Your instructions |
When you write the records again, keep every line exactly as it was.

*** Opening Information provided ***

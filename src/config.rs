//! Configuration module for HealthTrail.
//!
//! Loads configuration from environment variables with sensible defaults.

use std::env;
use std::str::FromStr;
use std::time::Duration;

const ENV_PREFIX: &str = "HEALTHTRAIL_";

/// Server configuration loaded from environment variables.
#[derive(Debug, Clone)]
pub struct ServerConfig {
    /// HTTP port for the web server (default: 8080)
    pub http_port: u16,
    /// Path to the SQLite database file (default: "healthtrail.db")
    pub db_path: String,
    /// Consumer group health-check workers join (default: "health-checks")
    pub consumer_group: String,
    /// Maximum concurrent health-check executions (default: 10)
    pub worker_concurrency: usize,
    /// Deadline for connect plus collectors of one firing (default: 60s)
    pub execution_timeout: Duration,
    pub rollup_interval: Duration,
    /// How long a closed hour or day waits for late runs before rollup.
    pub rollup_grace: Duration,
    pub retention_interval: Duration,
    /// Webhook receiving state changes, if any.
    pub webhook_url: Option<String>,
}

impl Default for ServerConfig {
    fn default() -> Self {
        Self {
            http_port: 8080,
            db_path: "healthtrail.db".to_string(),
            consumer_group: "health-checks".to_string(),
            worker_concurrency: 10,
            execution_timeout: Duration::from_secs(60),
            rollup_interval: Duration::from_secs(60),
            rollup_grace: Duration::from_secs(60),
            retention_interval: Duration::from_secs(3600),
            webhook_url: None,
        }
    }
}

impl ServerConfig {
    /// Load configuration from environment variables.
    ///
    /// Environment variables:
    /// - `HEALTHTRAIL_HTTP_PORT`: HTTP port (default: 8080)
    /// - `HEALTHTRAIL_DB_PATH`: Database file path (default: "healthtrail.db")
    /// - `HEALTHTRAIL_CONSUMER_GROUP`: Worker consumer group (default: "health-checks")
    /// - `HEALTHTRAIL_WORKER_CONCURRENCY`: Concurrent executions (default: 10)
    /// - `HEALTHTRAIL_EXECUTION_TIMEOUT_SECS`: Per-firing deadline (default: 60)
    /// - `HEALTHTRAIL_ROLLUP_INTERVAL_SECS`: Rollup period (default: 60)
    /// - `HEALTHTRAIL_ROLLUP_GRACE_SECS`: Late-run grace (default: 60)
    /// - `HEALTHTRAIL_RETENTION_INTERVAL_SECS`: Retention period (default: 3600)
    /// - `HEALTHTRAIL_WEBHOOK_URL`: State-change webhook (default: unset)
    pub fn load() -> Self {
        Self::load_from(|key| env::var(key).ok())
    }

    /// Load from an arbitrary variable source. Keys are unprefixed.
    pub fn load_from<F>(lookup: F) -> Self
    where
        F: Fn(&str) -> Option<String>,
    {
        let var = |name: &str| lookup(&format!("{}{}", ENV_PREFIX, name)).filter(|v| !v.is_empty());
        let mut cfg = Self::default();

        if let Some(port) = var("HTTP_PORT").and_then(|v| parse(&v)) {
            cfg.http_port = port;
        }
        if let Some(db_path) = var("DB_PATH") {
            cfg.db_path = db_path;
        }
        if let Some(group) = var("CONSUMER_GROUP") {
            cfg.consumer_group = group;
        }
        if let Some(n) = var("WORKER_CONCURRENCY").and_then(|v| parse::<usize>(&v)) {
            if n > 0 {
                cfg.worker_concurrency = n;
            }
        }
        if let Some(d) = var("EXECUTION_TIMEOUT_SECS").and_then(|v| seconds(&v)) {
            if !d.is_zero() {
                cfg.execution_timeout = d;
            }
        }
        if let Some(d) = var("ROLLUP_INTERVAL_SECS").and_then(|v| seconds(&v)) {
            if !d.is_zero() {
                cfg.rollup_interval = d;
            }
        }
        if let Some(d) = var("ROLLUP_GRACE_SECS").and_then(|v| seconds(&v)) {
            cfg.rollup_grace = d;
        }
        if let Some(d) = var("RETENTION_INTERVAL_SECS").and_then(|v| seconds(&v)) {
            if !d.is_zero() {
                cfg.retention_interval = d;
            }
        }
        cfg.webhook_url = var("WEBHOOK_URL");

        cfg
    }
}

fn parse<T: FromStr>(value: &str) -> Option<T> {
    match value.trim().parse() {
        Ok(v) => Some(v),
        Err(_) => {
            tracing::warn!("Config: Ignoring unparseable value {:?}", value);
            None
        }
    }
}

fn seconds(value: &str) -> Option<Duration> {
    parse::<u64>(value).map(Duration::from_secs)
}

*** Closing Information provided ***

Expected answer |
filename src/config.rs
//! Configuration module for HealthTrail.
//!
//! Loads configuration from environment variables with sensible defaults.

use std::env;
use std::str::FromStr;
use std::time::Duration;

const ENV_PREFIX: &str = "HEALTHTRAIL_";

/// Server configuration loaded from environment variables.
#[derive(Debug, Clone)]
pub struct ServerConfig {
    /// HTTP port for the web server (default: 8080)
    pub http_port: u16,
    /// Path to the SQLite database file (default: "healthtrail.db")
    pub db_path: String,
    /// Consumer group health-check workers join (default: "health-checks")
    pub consumer_group: String,
    /// Maximum concurrent health-check executions (default: 10)
    pub worker_concurrency: usize,
    /// Deadline for connect plus collectors of one firing (default: 60s)
    pub execution_timeout: Duration,
    pub rollup_interval: Duration,
    /// How long a closed hour or day waits for late runs before rollup.
    pub rollup_grace: Duration,
    pub retention_interval: Duration,
    /// Webhook receiving state changes, if any.
    pub webhook_url: Option<String>,
}

impl Default for ServerConfig {
    fn default() -> Self {
        Self {
            http_port: 8080,
            db_path: "healthtrail.db".to_string(),
            consumer_group: "health-checks".to_string(),
            worker_concurrency: 10,
            execution_timeout: Duration::from_secs(60),
            rollup_interval: Duration::from_secs(60),
            rollup_grace: Duration::from_secs(60),
            retention_interval: Duration::from_secs(3600),
            webhook_url: None,
        }
    }
}

impl ServerConfig {
    /// Load configuration from environment variables.
    ///
    /// Environment variables:
    /// - `HEALTHTRAIL_HTTP_PORT`: HTTP port (default: 8080)
    /// - `HEALTHTRAIL_DB_PATH`: Database file path (default: "healthtrail.db")
    /// - `HEALTHTRAIL_CONSUMER_GROUP`: Worker consumer group (default: "health-checks")
    /// - `HEALTHTRAIL_WORKER_CONCURRENCY`: Concurrent executions (default: 10)
    /// - `HEALTHTRAIL_EXECUTION_TIMEOUT_SECS`: Per-firing deadline (default: 60)
    /// - `HEALTHTRAIL_ROLLUP_INTERVAL_SECS`: Rollup period (default: 60)
    /// - `HEALTHTRAIL_ROLLUP_GRACE_SECS`: Late-run grace (default: 60)
    /// - `HEALTHTRAIL_RETENTION_INTERVAL_SECS`: Retention period (default: 3600)
    /// - `HEALTHTRAIL_WEBHOOK_URL`: State-change webhook (default: unset)
    pub fn load() -> Self {
        Self::load_from(|key| env::var(key).ok())
    }

    /// Load from an arbitrary variable source. Keys are unprefixed.
    pub fn load_from<F>(lookup: F) -> Self
    where
        F: Fn(&str) -> Option<String>,
    {
        let var = |name: &str| lookup(&format!("{}{}", ENV_PREFIX, name)).filter(|v| !v.is_empty());
        let mut cfg = Self::default();

        if let Some(port) = var("HTTP_PORT").and_then(|v| parse(&v)) {
            cfg.http_port = port;
        }
        if let Some(db_path) = var("DB_PATH") {
            cfg.db_path = db_path;
        }
        if let Some(group) = var("CONSUMER_GROUP") {
            cfg.consumer_group = group;
        }
        if let Some(n) = var("WORKER_CONCURRENCY").and_then(|v| parse::<usize>(&v)) {
            if n > 0 {
                cfg.worker_concurrency = n;
            }
        }
        if let Some(d) = var("EXECUTION_TIMEOUT_SECS").and_then(|v| seconds(&v)) {
            if !d.is_zero() {
                cfg.execution_timeout = d;
            }
        }
        if let Some(d) = var("ROLLUP_INTERVAL_SECS").and_then(|v| seconds(&v)) {
            if !d.is_zero() {
                cfg.rollup_interval = d;
            }
        }
        if let Some(d) = var("ROLLUP_GRACE_SECS").and_then(|v| seconds(&v)) {
            cfg.rollup_grace = d;
        }
        if let Some(d) = var("RETENTION_INTERVAL_SECS").and_then(|v| seconds(&v)) {
            if !d.is_zero() {
                cfg.retention_interval = d;
            }
        }
        cfg.webhook_url = var("WEBHOOK_URL");

        cfg
    }
}

fn parse<T: FromStr>(value: &str) -> Option<T> {
    match value.trim().parse() {
        Ok(v) => Some(v),
        Err(_) => {
            tracing::warn!("Config: Ignoring unparseable value {:?}", value);
            None
        }
    }
}

fn seconds(value: &str) -> Option<Duration> {
    parse::<u64>(value).map(Duration::from_secs)
}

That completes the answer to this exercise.